В итоге мы узнаем о Хармсе именно то, что хотели узнать, а не то, что нам навязали. Во всяком случае, создается такое устойчивое впечатление, что в принципе одно и то же. Например, узнаем про то, что сраженный угрозой исключения из электротехнического техникума 20-летний Хармс заносит в свою записную книжку такие слова (по-немецки, с большим количеством ошибок): "Боже, помоги мне остаться в техникуме. Боже, сделай так, чтобы я здесь учился. Дальше будет надежда. Крест и Мария, Крест и Мария, Крест и Мария. Даниил Хармс. Помоги". А насчет его чувств к детям, которых так любил Лев Толстой, мы узнаем не только то, что "он относился к ним с глубоким отвращением", что на бумажном абажуре в его комнате был нарисован "дом для уничтожения детей", а трехлетнего сына Александра Введенского он в разговоре "иначе чем гнидой не называл", но и то, что друзья Хармса "считали это отношение к детям совершенно естественным".

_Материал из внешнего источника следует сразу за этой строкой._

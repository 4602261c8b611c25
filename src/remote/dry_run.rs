use tracing::info;

use crate::cmd::CommandOutput;
use crate::error::DeployResult;
use crate::remote::{RemoteSession, UploadedFile};

/// One action a [`DryRunSession`] was asked to perform.
#[derive(Debug, Clone, PartialEq, Eq)]
pub enum Action {
    Run(String),
    Upload { path: String, mode: u32, content: String },
}

/// Session that logs what it would do and touches nothing. Every
/// command "succeeds" with empty output.
#[derive(Debug, Default)]
pub struct DryRunSession {
    host: String,
    actions: Vec<Action>,
}

impl DryRunSession {
    #[must_use]
    pub fn new(host: &str) -> Self {
        Self {
            host: host.to_string(),
            actions: Vec::new(),
        }
    }

    #[must_use]
    pub fn actions(&self) -> &[Action] {
        &self.actions
    }

    /// Just the shell commands, in issue order.
    #[must_use]
    pub fn commands(&self) -> Vec<&str> {
        self.actions
            .iter()
            .filter_map(|a| match a {
                Action::Run(c) => Some(c.as_str()),
                Action::Upload { .. } => None,
            })
            .collect()
    }

    /// Content uploaded to `path`, if any.
    #[must_use]
    pub fn uploaded(&self, path: &str) -> Option<&str> {
        self.actions.iter().find_map(|a| match a {
            Action::Upload {
                path: p, content, ..
            } if p == path => Some(content.as_str()),
            _ => None,
        })
    }
}

impl RemoteSession for DryRunSession {
    fn host(&self) -> &str {
        &self.host
    }

    fn execute(&mut self, command: &str) -> DeployResult<CommandOutput> {
        info!(host = %self.host, "[dry-run] {command}");
        self.actions.push(Action::Run(command.to_string()));
        Ok(CommandOutput::default())
    }

    fn upload(&mut self, file: &UploadedFile) -> DeployResult<()> {
        info!(
            host = %self.host,
            "[dry-run] write {} ({} bytes, mode {:o})",
            file.path,
            file.content.len(),
            file.mode
        );
        self.actions.push(Action::Upload {
            path: file.path.clone(),
            mode: file.mode,
            content: String::from_utf8_lossy(&file.content).to_string(),
        });
        Ok(())
    }
}

#[cfg(test)]
mod tests {
    use super::*;
    use crate::remote::RemoteCommand;

    #[test]
    fn records_in_order() {
        let mut session = DryRunSession::new("example.org");
        session.run(&RemoteCommand::new("mkdir -p /a")).unwrap();
        session
            .upload(&UploadedFile::new("/a/run", "#!/bin/sh\n", 0o755))
            .unwrap();
        session.run(&RemoteCommand::new("ln -nfs /a /b")).unwrap();

        assert_eq!(session.commands(), vec!["mkdir -p /a", "ln -nfs /a /b"]);
        assert_eq!(session.actions().len(), 3);
        assert_eq!(session.uploaded("/a/run"), Some("#!/bin/sh\n"));
        assert_eq!(session.uploaded("/nope"), None);
    }
}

Вообще, в этой биографии Хармс получается "совершенно естественным". С талантом, далеко выходящим за рамки "новаторства" и "абсурдизма" (Кобринский характеризует как один из лучших в творчестве Хармса такой почти традиционный и сногсшибательно красивый текст: "Когда дубов зеленый лист / среди росы,/ когда в ушах мы слышим свист / кривой косы,/ когда земля трещит в длину / и пополам,/ тогда мы смотрим на луну,/ и страшно нам"). Со всеми возможными странностями — что в поэтическом поведении (драму "Елизавета Бам" писал по расписанию: "19 дек.— убрать комнату. 20 дек.— писать пиессу"), что в человеческом (был одновременно страшно застенчивым и страшно любвеобильным, причем особо жаловал полных женщин). С мистической религиозностью ("Мария и Крест") и презрительной трезвостью (еще в 1929-м, то есть до преобразования Союза писателей в 1932-м, он записывает: "Я более позорной публики не знаю, чем Союз писателей"). Проявления хармсовского презрения часто обладают именно поэтической точностью. 25 сентября 1933 года Хармс делает запись "О смехе": "Есть... сорт смеха, когда смеется только та или иная часть залы, а другая часть залы молчит... Этот сорт смеха лучше. Скоты не должны смеяться". Даже страшно.